Literally blurring the lines between Mars and Venus by introducing a palette of charcoal greys with lavender, Dubey explored Eastern silhouettes marked by asymmetric details over waist coats, jumpsuits, collarless kurtas and baggy trousers.

The Eclectics
Sunita Shankar has been quietly at work for a decade, making her return-to-runway collection a thing of promise. Devoid of mimicry and ornamentation, the lean separates in tones of black and red celebrated Bandhani from Kutch, Kantha from West Bengal and Bagh prints from Madhya Pradesh rendered on Chanderi and hand-woven textiles from Benaras.

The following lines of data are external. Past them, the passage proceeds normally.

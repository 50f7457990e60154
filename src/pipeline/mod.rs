//! Per-conversation processing and the run that drives it
//!
//! [`process_conversation`] turns one archive entry into a transcript, a replay
//! prompt and an index row. [`run`] does that for a whole archive and then
//! writes the run-level files. All writes go through an [`OutputSink`], so a
//! dry run swaps in [`MemorySink`] and touches nothing on disk.

pub mod context;
pub mod process;
pub mod run;
pub mod sink;

pub use context::{DEFAULT_UNPROCESSED_FILE, ProcessContext, RunOptions};
pub use process::{
    ConversationWarning, Outcome, ProcessedConversation, SkipReason, process_conversation,
};
pub use run::{RunReport, run};
pub use sink::{FsSink, MemorySink, OutputSink};
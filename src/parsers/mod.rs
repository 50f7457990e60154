//! JSON loaders for conversation archives, category overrides and taxonomies
//!
//! # Error Handling Strategy
//!
//! - **Archives**: a missing file or malformed JSON is fatal and surfaces as an
//!   [`ArchiveError`]. A half-read archive would silently drop conversations.
//!
//! - **Override files**: operator-supplied hints. Missing, malformed or non-object
//!   files are logged as warnings and skipped so a bad hint file never blocks a run.
//!
//! - **Taxonomy files**: requested explicitly on the command line, so failures are fatal.

pub mod archive;
pub mod deserializers;
pub mod overrides;
pub mod taxonomy;

pub use archive::{ArchiveError, load_archive, load_archives};
pub use overrides::load_overrides;
pub use taxonomy::parse_taxonomy_file;
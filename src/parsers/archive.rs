use std::fs::File;
use std::io::BufReader;
use std::path::{Path, PathBuf};

use thiserror::Error;
use tracing::info;

use crate::models::Conversation;

/// Fatal problems with a primary archive file
#[derive(Error, Debug)]
pub enum ArchiveError {
    #[error("Input file '{}' does not exist", path.display())]
    InputNotFound { path: PathBuf },

    #[error("Failed to open input file '{}': {source}", path.display())]
    Io {
        path: PathBuf,
        #[source]
        source: std::io::Error,
    },

    #[error("Error decoding JSON from file '{}': {source}", path.display())]
    MalformedJson {
        path: PathBuf,
        #[source]
        source: serde_json::Error,
    },
}

/// Load every conversation from one exported archive file (a JSON array)
pub fn load_archive(path: &Path) -> Result<Vec<Conversation>, ArchiveError> {
    if !path.is_file() {
        return Err(ArchiveError::InputNotFound { path: path.to_path_buf() });
    }

    let file =
        File::open(path).map_err(|source| ArchiveError::Io { path: path.to_path_buf(), source })?;

    let conversations: Vec<Conversation> = serde_json::from_reader(BufReader::new(file))
        .map_err(|source| ArchiveError::MalformedJson { path: path.to_path_buf(), source })?;

    info!(path = %path.display(), count = conversations.len(), "Loaded conversations");
    Ok(conversations)
}

/// Load and concatenate several archive files, stopping at the first failure
pub fn load_archives(paths: &[PathBuf]) -> Result<Vec<Conversation>, ArchiveError> {
    let mut conversations = Vec::new();
    for path in paths {
        conversations.extend(load_archive(path)?);
    }
    Ok(conversations)
}
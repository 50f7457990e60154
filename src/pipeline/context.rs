use std::num::NonZeroUsize;
use std::path::PathBuf;

use chrono::{DateTime, Utc};

use crate::categorizer::{CategorizeOptions, OverrideMap, Taxonomy};

pub const DEFAULT_UNPROCESSED_FILE: &str = "unprocessed.txt";

/// Settings for one run, independent of how they were supplied
#[derive(Debug, Clone, PartialEq, Eq)]
pub struct RunOptions {
    pub output_dir: PathBuf,
    pub categorize: CategorizeOptions,
    /// File name, relative to `output_dir`, for titles that fell back to the default category
    pub unprocessed_file: String,
    /// Titles per batch file; `None` writes no batch files
    pub split_titles: Option<NonZeroUsize>,
}

impl RunOptions {
    pub fn new(output_dir: impl Into<PathBuf>) -> Self {
        Self {
            output_dir: output_dir.into(),
            categorize: CategorizeOptions::default(),
            unprocessed_file: DEFAULT_UNPROCESSED_FILE.to_string(),
            split_titles: None,
        }
    }
}

/// Read-only inputs shared by every conversation in a run
#[derive(Debug, Clone, Copy)]
pub struct ProcessContext<'a> {
    pub taxonomy: &'a Taxonomy,
    pub overrides: &'a OverrideMap,
    pub options: &'a RunOptions,
    /// Stand-in creation time for conversations without one, fixed for the run
    pub now: DateTime<Utc>,
}
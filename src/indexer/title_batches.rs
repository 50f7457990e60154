use std::num::NonZeroUsize;

/// Instructions placed at the top of every title batch file
pub const TITLE_BATCH_PROMPT: &str = "Please help categorize the following conversation titles \
into appropriate categories. For each title, assign a category that best describes its content. \
Provide the output in the format 'Title: Category'. Ensure that the output is structured as a \
JSON object.\n\
Example:\n\
{\n    \"How to cook pasta\": \"Cooking\",\n    \"Best practices in Python\": \"Programming\",\n    \
\"Understanding financial markets\": \"Finance\"\n}\n\
Now, here are the titles:";

/// One `titles_part_<n>.txt` file
#[derive(Debug, Clone, PartialEq, Eq)]
pub struct TitleBatch {
    pub file_name: String,
    pub contents: String,
}

/// Splits titles into fixed-size batches, each prefixed with [`TITLE_BATCH_PROMPT`]
///
/// The answers to these batches are meant to come back as override files.
pub fn split_title_batches(titles: &[String], batch_size: NonZeroUsize) -> Vec<TitleBatch> {
    titles
        .chunks(batch_size.get())
        .enumerate()
        .map(|(i, chunk)| {
            let mut contents = format!("{}\n\n", TITLE_BATCH_PROMPT);
            for title in chunk {
                contents.push_str(title);
                contents.push('\n');
            }
            TitleBatch { file_name: format!("titles_part_{}.txt", i + 1), contents }
        })
        .collect()
}
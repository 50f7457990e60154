use std::path::PathBuf;

use chrono::{DateTime, Utc};
use serde::{Deserialize, Serialize};

/// One row of the generated index, created after a conversation has been written
#[derive(Debug, Clone, PartialEq, Eq, Serialize, Deserialize)]
pub struct IndexEntry {
    pub title: String,
    pub created: DateTime<Utc>,
    /// Modification time of the written transcript, when the sink could report one
    pub updated: Option<DateTime<Utc>>,
    pub message_count: usize,
    pub output_path: PathBuf,
}
use super::taxonomy::Taxonomy;

/// Total keyword hits for one category
#[derive(Debug, Clone, Copy, PartialEq, Eq)]
pub struct CategoryScore<'a> {
    pub category: &'a str,
    pub score: usize,
}

/// Scores every category of `taxonomy` against `text`, in taxonomy order
pub fn score_categories<'a>(text: &str, taxonomy: &'a Taxonomy) -> Vec<CategoryScore<'a>> {
    taxonomy
        .rules()
        .iter()
        .map(|rule| CategoryScore {
            category: rule.name(),
            score: rule.keywords().iter().map(|keyword| keyword.count_in(text)).sum(),
        })
        .collect()
}

/// Picks the category whose keywords occur most often in `text`
///
/// Returns `None` when no keyword occurs at all. Ties go to the category listed
/// first in the taxonomy; the choice carries no meaning beyond being stable.
///
/// # Examples
///
/// ```
/// use chat_archive_organizer::categorizer::{Taxonomy, categorize};
///
/// let taxonomy = Taxonomy::new([("Web", vec!["css"]), ("Ops", vec!["nginx"])])?;
/// assert_eq!(categorize("nginx and more nginx", &taxonomy), Some("Ops"));
/// assert_eq!(categorize("nothing relevant", &taxonomy), None);
/// # Ok::<(), chat_archive_organizer::categorizer::TaxonomyError>(())
/// ```
pub fn categorize<'a>(text: &str, taxonomy: &'a Taxonomy) -> Option<&'a str> {
    let mut best: Option<CategoryScore<'a>> = None;
    for candidate in score_categories(text, taxonomy) {
        if candidate.score == 0 {
            continue;
        }
        // strictly greater keeps the earliest category on ties
        if best.is_none_or(|current| candidate.score > current.score) {
            best = Some(candidate);
        }
    }
    best.map(|winner| winner.category)
}
//! Categorized summary index of every written conversation.
//!
//! Categories appear in the order they were first seen; rows within a category
//! keep insertion order. Links use wiki-link syntax relative to the output
//! directory, so the index works when the output directory is opened as a vault.

use std::path::{Path, PathBuf};

use crate::models::IndexEntry;
use crate::utils::naming::DISPLAY_TIMESTAMP_FORMAT;
use crate::utils::relative_link_path;

pub const INDEX_FILE_NAME: &str = "index.md";

const STATUS_CREATED: &str = "🤖";
const UNKNOWN_UPDATED: &str = "Unknown";

#[derive(Debug, Clone)]
struct CategoryGroup {
    category: String,
    entries: Vec<IndexEntry>,
}

/// Append-only accumulator for [`IndexEntry`] rows grouped by category
#[derive(Debug, Clone)]
pub struct IndexBuilder {
    output_dir: PathBuf,
    groups: Vec<CategoryGroup>,
}

impl IndexBuilder {
    pub fn new(output_dir: impl Into<PathBuf>) -> Self {
        Self { output_dir: output_dir.into(), groups: Vec::new() }
    }

    pub fn record(&mut self, category: &str, entry: IndexEntry) {
        match self.groups.iter_mut().find(|group| group.category == category) {
            Some(group) => group.entries.push(entry),
            None => self
                .groups
                .push(CategoryGroup { category: category.to_string(), entries: vec![entry] }),
        }
    }

    /// Categories in first-seen order
    pub fn categories(&self) -> impl Iterator<Item = &str> {
        self.groups.iter().map(|group| group.category.as_str())
    }

    pub fn entries(&self, category: &str) -> &[IndexEntry] {
        self.groups
            .iter()
            .find(|group| group.category == category)
            .map(|group| group.entries.as_slice())
            .unwrap_or_default()
    }

    /// Total rows across all categories
    pub fn len(&self) -> usize {
        self.groups.iter().map(|group| group.entries.len()).sum()
    }

    pub fn is_empty(&self) -> bool {
        self.groups.is_empty()
    }

    pub fn index_path(&self) -> PathBuf {
        self.output_dir.join(INDEX_FILE_NAME)
    }

    pub fn render(&self) -> String {
        let mut out = String::from("# Conversation Index\n\n## Legend\n🤖 Created | 🔄 Updated\n\n");

        for group in &self.groups {
            out.push_str(&format!("## {}\n\n", group.category));
            out.push_str("| Status | Title | Created | Updated | Messages |\n");
            out.push_str("| :---: | :--- | :---: | :---: | :---: |\n");
            for entry in &group.entries {
                out.push_str(&render_row(&self.output_dir, entry));
            }
            out.push('\n');
        }

        out
    }
}

fn render_row(output_dir: &Path, entry: &IndexEntry) -> String {
    let link = format!(
        "[[{}\\|{}]]",
        escape_pipes(&relative_link_path(output_dir, &entry.output_path)),
        escape_pipes(&entry.title)
    );
    let updated = entry
        .updated
        .map(|updated| updated.format(DISPLAY_TIMESTAMP_FORMAT).to_string())
        .unwrap_or_else(|| UNKNOWN_UPDATED.to_string());

    format!(
        "| {} | {} | {} | {} | {} |\n",
        STATUS_CREATED,
        link,
        entry.created.format(DISPLAY_TIMESTAMP_FORMAT),
        updated,
        entry.message_count
    )
}

/// `|` separates cells in tables and target from alias in wiki links
fn escape_pipes(text: &str) -> String {
    text.replace('|', "\\|")
}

Gaurav Jai Gupta toyed with the idea of heavy over light, as hand-woven Merino wool teamed with sumptuous brocade and alluded to the legacy of saree drape. Both in fit and overall personality, the fashion editorial-worthy collection was as much about "engineered" sarees, roomy trousers, shift dresses and slit kurtas as it was about a lesson in innovative draping.

The Bohemians
Masaba Gupta has the reputation of a sartorial sugar-rush colourist. She combined the preciseness of jewel magenta and emerald, keyed-up pastels with sharpened lady-like shapes referenced from pinafore dresses, flared trousers, ruffled blouses of the '60s, with her staple — tailored sarees and merry-go-round lehengas.

Paramparik Karigar
Paramparik Karigar

Dressed in #craftiscool, the Paramparik Karigar club — comprising block-printing artist Mohammed Yusuf Khatri from Madhya Pradesh; Dabu master craftsman Bheru Lal Chippa from Rajasthan; Kerala-based Aranya Naturals, Bandhani expert Shohel Khatri of Gujarat, Ajrakh specialist Sarfraz Khatri from Mumbai — teamed up with five designer labels. Whether through texture, clout or the feeling of nostalgia, each capsule range benefited from the free-spirited dialogue between trademark Indian craft and modern vision.